Kent Kids Art Day

   At Kent Kids Art Day, Nadine Smith & I were artist project leaders for a recycled robots art project.  We collected scrap metal (thank you Second Use!), all sorts of odds and ends, armed ourselves with 10 rolls of duct tape and 500 sticks of hot glue, and taught kids how to make art from junk.

Art can be made from stuff you throw away every day.  You just have to figure out how to take it apart so that the shapes are changed, and then put it together in new ways.  Art helps us learn to envision possibilities.

girl with robot



mosaics“Peace by Piece,” A mosaic stepping stone installation in collaboration with Artist Carolyn Grane and McClure Middle School.  Thank you to Mayor Mike McGinn, the Seattle Mayor’s Office of Arts & Cultural Affairs, Seattle City Council members, and McClure PTSA for funding our community art project.

Through an after school program and drop-in art sessions during lunch, students at McClure Middle School had the opportunity to design and create 20 mosaic stepping stones to be incorporated into the “School to Pool” landscaping project scheduled for summer 2012.  The stepping stones will be installed along a well-used public sidewalk between the school, community center and swimming pool, and a prominent location as the site of the Queen Anne Farmer’s Market in the Spring and Summer.  This public space will be transformed with fresh landscaping, new benches, and a mosaic installation that everyone in the school community had a hand in creating.
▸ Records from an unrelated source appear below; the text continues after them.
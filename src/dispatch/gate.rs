//! The dispatch gate: send now, or buffer until identify.

use crate::client::ClientConfig;
use crate::dispatch::types::{BatchRequest, Dispatched, RequestDispatcher, Target};
use crate::error::Result;
use crate::identity::IdentityProvider;
use crate::mutation::MutationRecord;
use crate::queue::PendingQueue;
use crate::types::{ActionKind, Callback, Properties, ReservedProperty, Response};
use parking_lot::RwLock;
use serde_json::Value;
use std::sync::Arc;

/// Identity properties copied onto people payloads when set.
const IDENTITY_PROPERTIES: [ReservedProperty; 3] = [
    ReservedProperty::DeviceId,
    ReservedProperty::UserId,
    ReservedProperty::HadPersistedDistinctId,
];

/// Decides per mutation whether to send immediately or enqueue.
///
/// People mutations are deferred while the identity is unknown. Group
/// mutations are addressed by group key and id and always go out.
pub struct DispatchGate {
    config: Arc<ClientConfig>,
    identity: Arc<dyn IdentityProvider>,
    dispatcher: Arc<dyn RequestDispatcher>,
    queue: Arc<PendingQueue>,

    /// Held shared across "unidentified? then enqueue" and exclusively
    /// across the identify flip, so no deferral lands after the drain.
    transition: RwLock<()>,
}

impl DispatchGate {
    pub fn new(
        config: Arc<ClientConfig>,
        identity: Arc<dyn IdentityProvider>,
        dispatcher: Arc<dyn RequestDispatcher>,
        queue: Arc<PendingQueue>,
    ) -> Self {
        Self {
            config,
            identity,
            dispatcher,
            queue,
            transition: RwLock::new(()),
        }
    }

    /// Stamp identity/auth fields, then defer or forward.
    ///
    /// Deferred mutations invoke `callback` synchronously with the deferred
    /// response. Forwarded mutations get whatever the dispatcher reports.
    pub fn dispatch(
        &self,
        target: &Target,
        record: MutationRecord,
        callback: Option<Callback>,
    ) -> Result<Dispatched> {
        if *target == Target::People {
            let guard = self.transition.read();
            if !self.identity.is_identified() {
                let payload = self.envelope(target, &record);
                self.queue.enqueue(&record)?;
                drop(guard);
                if let Some(callback) = callback {
                    callback(Response::deferred(self.config.verbose), None);
                }
                return Ok(Dispatched::Deferred(payload));
            }
        }

        // Identity only moves forward, so the stamp below cannot go stale.
        let payload = self.envelope(target, &record);
        let request = BatchRequest {
            endpoint: format!(
                "{}{}",
                self.config.api_host.trim_end_matches('/'),
                target.endpoint_path()
            ),
            payload: payload.clone(),
            batcher: target.batcher(),
        };
        tracing::debug!(
            action = %record.kind(),
            endpoint = %request.endpoint,
            "forwarding mutation to dispatcher"
        );
        self.dispatcher.send(request, callback);

        Ok(Dispatched::Sent(payload))
    }

    /// Run the identity flip exclusively of any deferral in progress.
    ///
    /// Once `flip` returns, every deferred mutation is already in the queue
    /// and every later people mutation sees the new identity.
    pub fn transition<F>(&self, flip: F) -> bool
    where
        F: FnOnce() -> bool,
    {
        let _guard = self.transition.write();
        flip()
    }

    /// Wire payload: the action key plus the fields injected at send time.
    pub fn envelope(&self, target: &Target, record: &MutationRecord) -> Value {
        let mut data = Properties::new();

        match target {
            Target::People => {
                let distinct_id = self.identity.distinct_id();
                let action = match record.kind() {
                    ActionKind::Delete => Value::String(distinct_id.clone()),
                    _ => record.payload_value(),
                };
                data.insert(record.kind().action_key().into(), action);
                data.insert(
                    ReservedProperty::Token.as_str().into(),
                    Value::String(self.config.token.clone()),
                );
                data.insert(
                    ReservedProperty::DistinctId.as_str().into(),
                    Value::String(distinct_id),
                );
                for prop in IDENTITY_PROPERTIES {
                    if let Some(value) = self.identity.property(prop.as_str()).filter(is_truthy) {
                        data.insert(prop.as_str().into(), value);
                    }
                }
            }
            Target::Group { key, id } => {
                let action = match record.kind() {
                    ActionKind::Delete => Value::String(String::new()),
                    _ => record.payload_value(),
                };
                data.insert(record.kind().action_key().into(), action);
                data.insert(
                    ReservedProperty::GroupKey.as_str().into(),
                    Value::String(key.clone()),
                );
                data.insert(ReservedProperty::GroupId.as_str().into(), id.clone());
                data.insert(
                    ReservedProperty::Token.as_str().into(),
                    Value::String(self.config.token.clone()),
                );
            }
        }

        Value::Object(data)
    }

    pub fn config(&self) -> &ClientConfig {
        &self.config
    }

    pub fn identity(&self) -> &dyn IdentityProvider {
        self.identity.as_ref()
    }

    pub fn queue(&self) -> &Arc<PendingQueue> {
        &self.queue
    }
}

fn is_truthy(value: &Value) -> bool {
    match value {
        Value::Null => false,
        Value::Bool(b) => *b,
        Value::String(s) => !s.is_empty(),
        Value::Number(n) => n.as_f64().map_or(true, |f| f != 0.0),
        Value::Array(_) | Value::Object(_) => true,
    }
}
The students were so excited to have the chance to create art, and especially when they saw the colorful glass.  We purchased beautiful stained glass and mirror tiles, as well as recycled, tumbled glass from Bedrock Industries.  The students were fascinated with the glass, and with learning to nip tiles in controlled shapes.

students making mosaics

We worked over a template covered with contact paper and laid our glass pieces on top of the contact paper.

working on mosaic    mosaic

Then we taped our tiles into place with tile tape.

mosaic in process

When we were ready to adhere the tiles to the concrete paving stones, we removed the contact paper from the back and placed the tiles into the wet mortar.  Because we were working in a studio that was COLDER than the cold temps outside, we had to let it set up for over a week, slicing up the tile tape to let air in and expidite dry time.

Finally, we were able to peel off the tape without losing too many tiles, do a bit of touch-up, and then my favorite part, GROUTING!!!

There is always a moment of pause before you slop on the grout.  I usually use dark grout, so the transformation is even more dramatic.  You cover it in goopy mud, and make a mud pie, just like I used to do as a little kid.

grouting mosaics

It is so amazing to see the background fill in and unify the design, making the colors pop.  Mosaic also teaches us that the negative spaces, the gaps in between the tiles, are just as important as the positive shapes.

     mosaic    mosaic stepping stone   

Carolyn & I are both so excited about the community art projects we’ve been working on.  It is so inspiring to see the joy on the children’s faces as they create.  It is a priviledge to bring art to children who don’t have it.  They are hungry for it, asking when we will be back to do more art, and when will they see their piece in the finished product.